Sur le quai, les personnes attendent toujours sous un soleil de plomb ; les cheminots continuent à s’activer pour tenter de sauver autant de personnes que possible ; Jean Mabille, chef de gare, voit Augustin Handtschoewerker, interprète, évacuer quatre enfants et les conduire chez Marcel Sarazin, rue de I’Est, où ils seront à l’abri.

Henri Adamski vit à Marcq-en-Baroeul avec sa femme et ses deux enfants. Madame Deschryver, dont le mari est cheminot, est employée chez les Adamski où elle s’occupe des enfants et fait le ménage . Le 11 septembre 1942, la famille est arrêtée à l’aube par les polices françaises et allemandes ; un camion les emporte jusqu’à la gare de Fives : « Il y avait beaucoup de monde et les toilettes débordaient jusque sur les voies ferrées ; la chaleur était insupportable. » Madame Deschryver est arrivée à la gare avec le vélo de son fils ; sur le cadre, elle a placé Fella et l’a conduite jusqu’à un local, où l’enfant est prise en charge par des cheminots : « Des hommes m’ont cachée derrière un meuble dans une pièce très sombre, après m’ avoir changé mes vêtements très sales : Madame Deschryver ayant apporté à cet effet le tablier de son fils. La nuit venue, on m’a emmenée chez les Deschryver, où je suis restée jusqu’à ce que mon père vienne me chercher ; il avait également pu récupérer, Eric ( 4 ans). Mon petit frère qui avait été passé par-dessus le mur des urinoirs de la gare ; d’autres personnes l’avaient saisi de l’autre côté de la rue.  Des hommes m’ont cachée sous un meuble dans une pièce ; la nuit venue on m’a emmenée »

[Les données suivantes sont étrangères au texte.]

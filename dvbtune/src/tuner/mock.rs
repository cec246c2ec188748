//! In-memory adapter used by the unit tests.
//!
//! Every opened directory and node gets an id; dropping it records the
//! release so tests can check exactly which descriptors were closed and in
//! which order.

use std::cell::{Ref, RefCell, RefMut};
use std::collections::{BTreeMap, HashSet, VecDeque};
use std::io::{self, ErrorKind};
use std::rc::Rc;
use std::time::Duration;

use dvb_sys as sys;

use crate::tuner::node::{
    Access, DeviceNode, DvbBackend, FrontendInfo, FrontendStatus, NodeKind, PesFilter, Readiness,
};
use crate::tuner::translate::MiniCmd;

fn injected() -> io::Error {
    io::Error::new(ErrorKind::Other, "injected failure")
}

pub struct MockState {
    next_id: u32,
    open: BTreeMap<u32, String>,
    pub closed: Vec<String>,

    pub fail_adapter: bool,
    pub missing: HashSet<String>,
    pub frontend_type: u32,
    pub fail_info: bool,
    pub fail_buffer_size: bool,
    pub fail_pes_filter: bool,
    pub fail_properties: bool,
    pub fail_high_voltage: bool,
    pub fail_diseqc: bool,
    pub fail_burst: bool,
    pub signal: Option<u16>,
    pub snr: Option<u16>,
    pub status: Option<u32>,

    pub waits: VecDeque<io::Result<Readiness>>,
    pub reads: VecDeque<io::Result<Vec<u8>>>,
    pub events: VecDeque<io::Result<u32>>,
    pub waited_with_frontend: Vec<bool>,

    pub buffer_sizes: Vec<u32>,
    pub filters: Vec<(String, PesFilter)>,
    pub added_pids: Vec<u16>,
    pub removed_pids: Vec<u16>,
    pub submitted: Vec<Vec<(u32, u32)>>,
    pub high_voltage: Vec<bool>,
    pub diseqc: Vec<Vec<u8>>,
    pub bursts: Vec<MiniCmd>,
}

impl Default for MockState {
    fn default() -> Self {
        Self {
            next_id: 0,
            open: BTreeMap::new(),
            closed: Vec::new(),
            fail_adapter: false,
            missing: HashSet::new(),
            frontend_type: sys::FE_OFDM,
            fail_info: false,
            fail_buffer_size: false,
            fail_pes_filter: false,
            fail_properties: false,
            fail_high_voltage: false,
            fail_diseqc: false,
            fail_burst: false,
            signal: None,
            snr: None,
            status: None,
            waits: VecDeque::new(),
            reads: VecDeque::new(),
            events: VecDeque::new(),
            waited_with_frontend: Vec::new(),
            buffer_sizes: Vec::new(),
            filters: Vec::new(),
            added_pids: Vec::new(),
            removed_pids: Vec::new(),
            submitted: Vec::new(),
            high_voltage: Vec::new(),
            diseqc: Vec::new(),
            bursts: Vec::new(),
        }
    }
}

impl MockState {
    /// Number of directories and nodes currently open.
    pub fn open_count(&self) -> usize {
        self.open.len()
    }

    /// Labels of the currently open handles, in opening order.
    pub fn open_labels(&self) -> Vec<String> {
        self.open.values().cloned().collect()
    }

    fn register(&mut self, label: String) -> u32 {
        let id = self.next_id;
        self.next_id += 1;
        self.open.insert(id, label);
        id
    }

    fn release(&mut self, id: u32) {
        if let Some(label) = self.open.remove(&id) {
            self.closed.push(label);
        }
    }
}

#[derive(Clone, Default)]
pub struct MockBackend {
    state: Rc<RefCell<MockState>>,
}

impl MockBackend {
    pub fn state(&self) -> Ref<'_, MockState> {
        self.state.borrow()
    }

    pub fn state_mut(&self) -> RefMut<'_, MockState> {
        self.state.borrow_mut()
    }

    pub fn label_of(&self, node: &MockNode) -> String {
        node.label.clone()
    }
}

pub struct MockDir {
    id: u32,
    state: Rc<RefCell<MockState>>,
}

impl Drop for MockDir {
    fn drop(&mut self) {
        self.state.borrow_mut().release(self.id);
    }
}

pub struct MockNode {
    id: u32,
    label: String,
    state: Rc<RefCell<MockState>>,
}

impl Drop for MockNode {
    fn drop(&mut self) {
        self.state.borrow_mut().release(self.id);
    }
}

impl DvbBackend for MockBackend {
    type Dir = MockDir;
    type Node = MockNode;

    fn open_adapter(&self, adapter: u8) -> io::Result<MockDir> {
        let mut state = self.state.borrow_mut();
        if state.fail_adapter {
            return Err(io::Error::from(ErrorKind::NotFound));
        }
        let id = state.register(format!("adapter{}", adapter));
        Ok(MockDir {
            id,
            state: self.state.clone(),
        })
    }

    fn duplicate_dir(&self, dir: &MockDir) -> io::Result<MockDir> {
        let mut state = self.state.borrow_mut();
        let label = state.open.get(&dir.id).cloned().unwrap_or_default();
        let id = state.register(label);
        Ok(MockDir {
            id,
            state: self.state.clone(),
        })
    }

    fn open_node(
        &self,
        _dir: &MockDir,
        device: u8,
        kind: NodeKind,
        _access: Access,
    ) -> io::Result<MockNode> {
        let label = kind.file_name(device);
        let mut state = self.state.borrow_mut();
        if state.missing.contains(&label) {
            return Err(io::Error::from(ErrorKind::NotFound));
        }
        let id = state.register(label.clone());
        Ok(MockNode {
            id,
            label,
            state: self.state.clone(),
        })
    }

    fn wait(
        &self,
        _data: &MockNode,
        frontend: Option<&MockNode>,
        _timeout: Duration,
    ) -> io::Result<Readiness> {
        let mut state = self.state.borrow_mut();
        state.waited_with_frontend.push(frontend.is_some());
        state.waits.pop_front().unwrap_or_else(|| Ok(Readiness::default()))
    }
}

impl MockNode {
    fn state(&self) -> RefMut<'_, MockState> {
        self.state.borrow_mut()
    }
}

impl DeviceNode for MockNode {
    fn set_buffer_size(&self, size: u32) -> io::Result<()> {
        let mut state = self.state();
        if state.fail_buffer_size {
            return Err(injected());
        }
        state.buffer_sizes.push(size);
        Ok(())
    }

    fn set_pes_filter(&self, filter: &PesFilter) -> io::Result<()> {
        let mut state = self.state();
        if state.fail_pes_filter {
            return Err(injected());
        }
        state.filters.push((self.label.clone(), *filter));
        Ok(())
    }

    fn add_pid(&self, pid: u16) -> io::Result<()> {
        self.state().added_pids.push(pid);
        Ok(())
    }

    fn remove_pid(&self, pid: u16) -> io::Result<()> {
        self.state().removed_pids.push(pid);
        Ok(())
    }

    fn frontend_info(&self) -> io::Result<FrontendInfo> {
        let state = self.state();
        if state.fail_info {
            return Err(injected());
        }
        Ok(FrontendInfo {
            name: "Mock Frontend".to_string(),
            type_: state.frontend_type,
            frequency_min: 0,
            frequency_max: u32::MAX,
            frequency_stepsize: 0,
            symbol_rate_min: 0,
            symbol_rate_max: u32::MAX,
            caps: 0,
        })
    }

    fn set_properties(&self, props: &[(u32, u32)]) -> io::Result<()> {
        let mut state = self.state();
        if state.fail_properties {
            return Err(injected());
        }
        state.submitted.push(props.to_vec());
        Ok(())
    }

    fn read_status(&self) -> io::Result<FrontendStatus> {
        self.state().status.map(FrontendStatus).ok_or_else(injected)
    }

    fn signal_strength(&self) -> io::Result<u16> {
        self.state().signal.ok_or_else(injected)
    }

    fn snr(&self) -> io::Result<u16> {
        self.state().snr.ok_or_else(injected)
    }

    fn ber(&self) -> io::Result<u32> {
        Err(injected())
    }

    fn uncorrected_blocks(&self) -> io::Result<u32> {
        Err(injected())
    }

    fn next_event(&self) -> io::Result<FrontendStatus> {
        let mut state = self.state();
        match state.events.pop_front() {
            Some(ev) => ev.map(FrontendStatus),
            None => Err(io::Error::from(ErrorKind::WouldBlock)),
        }
    }

    fn enable_high_lnb_voltage(&self, enable: bool) -> io::Result<()> {
        let mut state = self.state();
        state.high_voltage.push(enable);
        if state.fail_high_voltage {
            return Err(injected());
        }
        Ok(())
    }

    fn diseqc_send_master_cmd(&self, msg: &[u8]) -> io::Result<()> {
        let mut state = self.state();
        if state.fail_diseqc {
            return Err(injected());
        }
        state.diseqc.push(msg.to_vec());
        Ok(())
    }

    fn diseqc_send_burst(&self, cmd: MiniCmd) -> io::Result<()> {
        let mut state = self.state();
        if state.fail_burst {
            return Err(injected());
        }
        state.bursts.push(cmd);
        Ok(())
    }

    fn read(&self, buf: &mut [u8]) -> io::Result<usize> {
        let mut state = self.state();
        match state.reads.pop_front() {
            Some(Ok(data)) => {
                let n = data.len().min(buf.len());
                buf[..n].copy_from_slice(&data[..n]);
                Ok(n)
            }
            Some(Err(e)) => Err(e),
            None => Err(io::Error::from(ErrorKind::WouldBlock)),
        }
    }
}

Maurice Blank (huit ans) arrive à ta gare de Fives, au milieu de la journée, avec sa mère, sa soeur, Rose, (onze ans) et son frère, Samuel, (dix-huit mois). Une sorte de bâtiment sert de hangar à marchandises. Une grille en ferme l’accès. Devant ce bâtiment : un quai. Il fait très chaud : le seul point d’eau existant ne fonctionne pas et il n’y a pas de sanitaire. Dans l’après-midi, un train composé de wagons à marchandises se range le long du quai : « Des cheminots viennent discrètement dans le but de nous faire évader ». A la faveur de la nuit les cheminots s’approchent de la gare de Fives pour évacuer les prisonniers cachés dans les locaux. René Douce et Louis Saint-Maxent se rendent au café de Marcel Sarazin et lui empruntent une échelle ; l’un des hommes grimpe et ouvre la fenêtre qui se trouve au-dessus de la guérite où règne le gardien du passage à niveau 144, Paul Blanquart ; celui-ci aide ses collègues. Un à un, adultes et enfants sortent du bâtiment. Retour chez Marcel Sarazin ; les cheminots dispersent leurs protégés chez des personnes de confiance.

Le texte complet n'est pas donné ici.